On the contrary, as the growth temperature of ZnO increases from 110 °C to 150 °C, the saturation mobility improves. At a low temperature, the residual OH- could be present in the ZnO films because the ALD reactions could be incompletely processed. These OH- act as a trap and could decrease the saturation mobility [21]. The electrical parameters of ZnO/Al₂O₃ TFTs according to the growth temperature of ZnO are presented in

Table 2. Electrical parameters of ZnO/Al₂O₃ TFTs according to the growth temperature of ZnO.
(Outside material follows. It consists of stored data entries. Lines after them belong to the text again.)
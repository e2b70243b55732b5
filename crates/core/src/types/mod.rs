//! Core types for Storehouse.
//!
//! This module provides type-safe wrappers for common domain concepts.

pub mod email;
pub mod id;
pub mod price;
pub mod quantity;
pub mod status;

pub use email::{Email, EmailError};
pub use id::*;
pub use price::{CurrencyCode, Price, PriceError};
pub use quantity::{Quantity, QuantityError};
pub use status::*;
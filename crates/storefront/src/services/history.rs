//! Submitted order listing.

use std::sync::Arc;

use tracing::{instrument, warn};

use storehouse_core::UserId;

use super::{ProductCatalog, ServiceError};
use crate::db::OrderRepository;
use crate::models::SubmittedOrder;

/// Image shown when a product image cannot be found.
pub const PLACEHOLDER_IMAGE: &str = "/static/images/placeholder.png";

/// Order history of a user.
#[derive(Clone)]
pub struct OrderHistory {
    orders: Arc<dyn OrderRepository>,
    catalog: ProductCatalog,
}

impl OrderHistory {
    #[must_use]
    pub fn new(orders: Arc<dyn OrderRepository>, catalog: ProductCatalog) -> Self {
        Self { orders, catalog }
    }

    /// Orders of `user`, newest first, with every product line carrying an
    /// image.
    ///
    /// # Errors
    ///
    /// Returns `ServiceError::DataAccess` if the orders cannot be read.
    /// Catalogue failures never fail the listing.
    #[instrument(skip(self), fields(user_id = %user))]
    pub async fn list_orders(&self, user: UserId) -> Result<Vec<SubmittedOrder>, ServiceError> {
        let mut orders = self.orders.list_for_user(user).await?;

        for order in &mut orders {
            for line in order
                .products_ordered
                .iter_mut()
                .filter(|l| l.image.is_none())
            {
                let image = match self.catalog.product(&line.product_id).await {
                    Ok(product) => product.and_then(|p| p.images.into_iter().next()),
                    Err(e) => {
                        warn!(product_id = %line.product_id, error = %e, "Product lookup failed");
                        None
                    }
                };
                line.image = Some(image.unwrap_or_else(|| PLACEHOLDER_IMAGE.to_owned()));
            }
        }

        Ok(orders)
    }
}
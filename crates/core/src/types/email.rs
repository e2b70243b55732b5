//! Email address type.

use core::fmt;

use serde::{Deserialize, Deserializer, Serialize};

/// Errors that can occur when parsing an [`Email`].
#[derive(thiserror::Error, Debug, Clone, PartialEq, Eq)]
pub enum EmailError {
    /// The input is empty after trimming.
    #[error("email cannot be empty")]
    Empty,
    /// The input is longer than the RFC 5321 limit.
    #[error("email must be at most {max} characters")]
    TooLong {
        /// Maximum allowed length.
        max: usize,
    },
    /// The input is not `local@domain` with exactly one `@`.
    #[error("email must look like name@domain")]
    Malformed,
}

/// A customer email address.
///
/// Surrounding whitespace is trimmed and the domain is lower-cased, so two
/// spellings of the same mailbox compare equal. The local part keeps its case.
///
/// ```
/// use storehouse_core::Email;
///
/// let email = Email::parse("  Ada@Example.COM ").unwrap();
/// assert_eq!(email.as_str(), "Ada@example.com");
/// assert!(Email::parse("no-at-symbol").is_err());
/// ```
#[derive(Debug, Clone, Serialize, PartialEq, Eq, Hash)]
#[serde(transparent)]
pub struct Email(String);

impl Email {
    /// Maximum length of an email address (RFC 5321).
    pub const MAX_LENGTH: usize = 254;

    /// Parse and normalise an `Email`.
    ///
    /// # Errors
    ///
    /// Returns an error if the trimmed input is empty, too long, or is not a
    /// single `local@domain` pair with both halves present.
    pub fn parse(s: &str) -> Result<Self, EmailError> {
        let s = s.trim();
        if s.is_empty() {
            return Err(EmailError::Empty);
        }
        if s.len() > Self::MAX_LENGTH {
            return Err(EmailError::TooLong {
                max: Self::MAX_LENGTH,
            });
        }

        let (local, domain) = s.split_once('@').ok_or(EmailError::Malformed)?;
        if local.is_empty() || domain.is_empty() || domain.contains('@') {
            return Err(EmailError::Malformed);
        }

        Ok(Self(format!("{local}@{}", domain.to_ascii_lowercase())))
    }

    /// Returns the email address as a string slice.
    #[must_use]
    pub fn as_str(&self) -> &str {
        &self.0
    }

    /// Returns the domain part of the email (after the @).
    #[must_use]
    pub fn domain(&self) -> &str {
        self.0.split_once('@').map_or("", |(_, domain)| domain)
    }
}

impl<'de> Deserialize<'de> for Email {
    fn deserialize<D: Deserializer<'de>>(deserializer: D) -> Result<Self, D::Error> {
        let raw = String::deserialize(deserializer)?;
        Self::parse(&raw).map_err(serde::de::Error::custom)
    }
}

impl fmt::Display for Email {
    fn fmt(&self, f: &mut fmt::Formatter<'_>) -> fmt::Result {
        f.write_str(&self.0)
    }
}

impl std::str::FromStr for Email {
    type Err = EmailError;

    fn from_str(s: &str) -> Result<Self, Self::Err> {
        Self::parse(s)
    }
}

impl AsRef<str> for Email {
    fn as_ref(&self) -> &str {
        &self.0
    }
}

#[cfg(feature = "postgres")]
impl sqlx::Type<sqlx::Postgres> for Email {
    fn type_info() -> sqlx::postgres::PgTypeInfo {
        <String as sqlx::Type<sqlx::Postgres>>::type_info()
    }

    fn compatible(ty: &sqlx::postgres::PgTypeInfo) -> bool {
        <String as sqlx::Type<sqlx::Postgres>>::compatible(ty)
    }
}

#[cfg(feature = "postgres")]
impl<'r> sqlx::Decode<'r, sqlx::Postgres> for Email {
    fn decode(value: sqlx::postgres::PgValueRef<'r>) -> Result<Self, sqlx::error::BoxDynError> {
        let s = <String as sqlx::Decode<sqlx::Postgres>>::decode(value)?;
        Ok(Self::parse(&s)?)
    }
}

#[cfg(feature = "postgres")]
impl sqlx::Encode<'_, sqlx::Postgres> for Email {
    fn encode_by_ref(
        &self,
        buf: &mut sqlx::postgres::PgArgumentBuffer,
    ) -> Result<sqlx::encode::IsNull, sqlx::error::BoxDynError> {
        <String as sqlx::Encode<sqlx::Postgres>>::encode_by_ref(&self.0, buf)
    }
}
	μsat (cm2/V∙s)	Vth (V)	SS (V/dec)	ION/OFF
110 °C	7.37	6.72	0.60	6.61 × 106
130 °C	10.93	6.88	0.66	4.07 × 106
140 °C	12.26	8.16	0.65	3.98 × 106
150 °C	13.97	7.20	0.96	1.38 × 106

.

To investigate the effect of the growth temperature of Al₂O₃ on the performance of ZnO/Al₂O₃ TFTs, we performed XPS analysis. Figure 5 shows the deconvolution of the O 1s peak in ZnO/Al₂O₃ films with different growth temperatures of Al₂O₃: (a) 110 °C, (b) 130 °C, and (c) 150 °C. The O 1s peak spectra were deconvoluted into three different energy level peaks: the low binding energy peak (O_L, 530.2 ± 0.1 eV), which refers to the metal oxide (M-O) lattice species; the middle binding energy peak (O_M, 531.4 ± 0.1 eV), which corresponds to the oxygen-deficient regions (V_o); and the high energy peak (O_H, 532.4 ± 0.1 eV), which signifies the metal hydroxyl group (M-OH) lattice species. V_o of ZnO and V_o of Al₂O₃ have not been distinguished. Spectra were calibrated to the C 1s core level peak (284.6 eV) of the carbon. The ratio of the O_L to the total O 1s peak (O_L/O_Total) in relation to the growth temperature of the Al₂O₃ is 49.36% at 110 °C, 49.00% at 130 °C, and 44.66% at 150 °C. The ratio of the O_M to the total O 1s peak (O_M/O_Total) in relation to the growth temperature of the Al₂O₃ is 30.65% at 110 °C, 32.69% at 130 °C, and 36.86% at 150 °C. The ratio of the O_H to the total O 1s peak (O_H/O_Total) in relation to the growth temperature of the Al₂O₃ is 19.99% at 110 °C, 18.31% at 130 °C, and 18.48% at 150 °C. As the growth temperature of the Al₂O₃ increases, the O_M/O_Total rises. A high O_M/O_Total ratio indicates a higher concentration of oxygen vacancies, implying that, with the increase in the growth temperature of the Al₂O₃ layer, the concentration of oxygen vacancies within ZnO has increased, leading to a greater generation of free electrons. Therefore, the increased growth temperature of the Al₂O₃ resulted in a higher electron concentration in the ZnO/Al₂O₃ channel, causing the V_th to shift in the negative direction and an increase in the on current. Furthermore, as the growth temperature of Al₂O₃ increased from 110 °C to 130 °C, the O_H/O_Total decreased from 19.99% to 18.31%, while the O_M/O_Total increased from 30.65% to 32.69%. However, as the growth temperature of Al₂O₃ increased from 130 °C to 150 °C, the O_L/O_Total decreased from 49.00% to 44.66%, while the O_M/O_Total increased from 32.69% to 36.86%, and the O_H/O_Total remained constant.

4. Conclusions

We investigated the electrical performance of ZnO/Al₂O₃ TFTs with varying Al₂O₃ growth temperatures. As the Al₂O₃ growth temperature increased, we confirmed the increase in the O_M/O_total ratio due to the reducing power of TMA through XPS analysis. The increasing oxygen vacancies with the growth temperature of Al₂O₃ signify an increase in electron concentration within the channel, resulting in a negative shift in V_th and an enhancement in saturation mobility. Additionally, generation of free electrons, resulting from the oxygen vacancies created by the reducing power of TMA, is independent of the growth temperature of the bottom ZnO layer. As a result, even with an increase in the growth temperature of ZnO, V_th maintains a constant value. Therefore, controlling the growth temperature of Al₂O₃ can serve as a method to adjust the V_th of ZnO/Al₂O₃ TFTs. The optimal performance was achieved with an Al₂O₃ growth temperature of 140 °C and the ZnO/Al₂O₃ TFT showed μ_sat of 12.26 cm²/V∙s, V_th of 8.16 V, SS of 0.65 V/decade, and I_ON/OFF of 3.98 × 10⁶.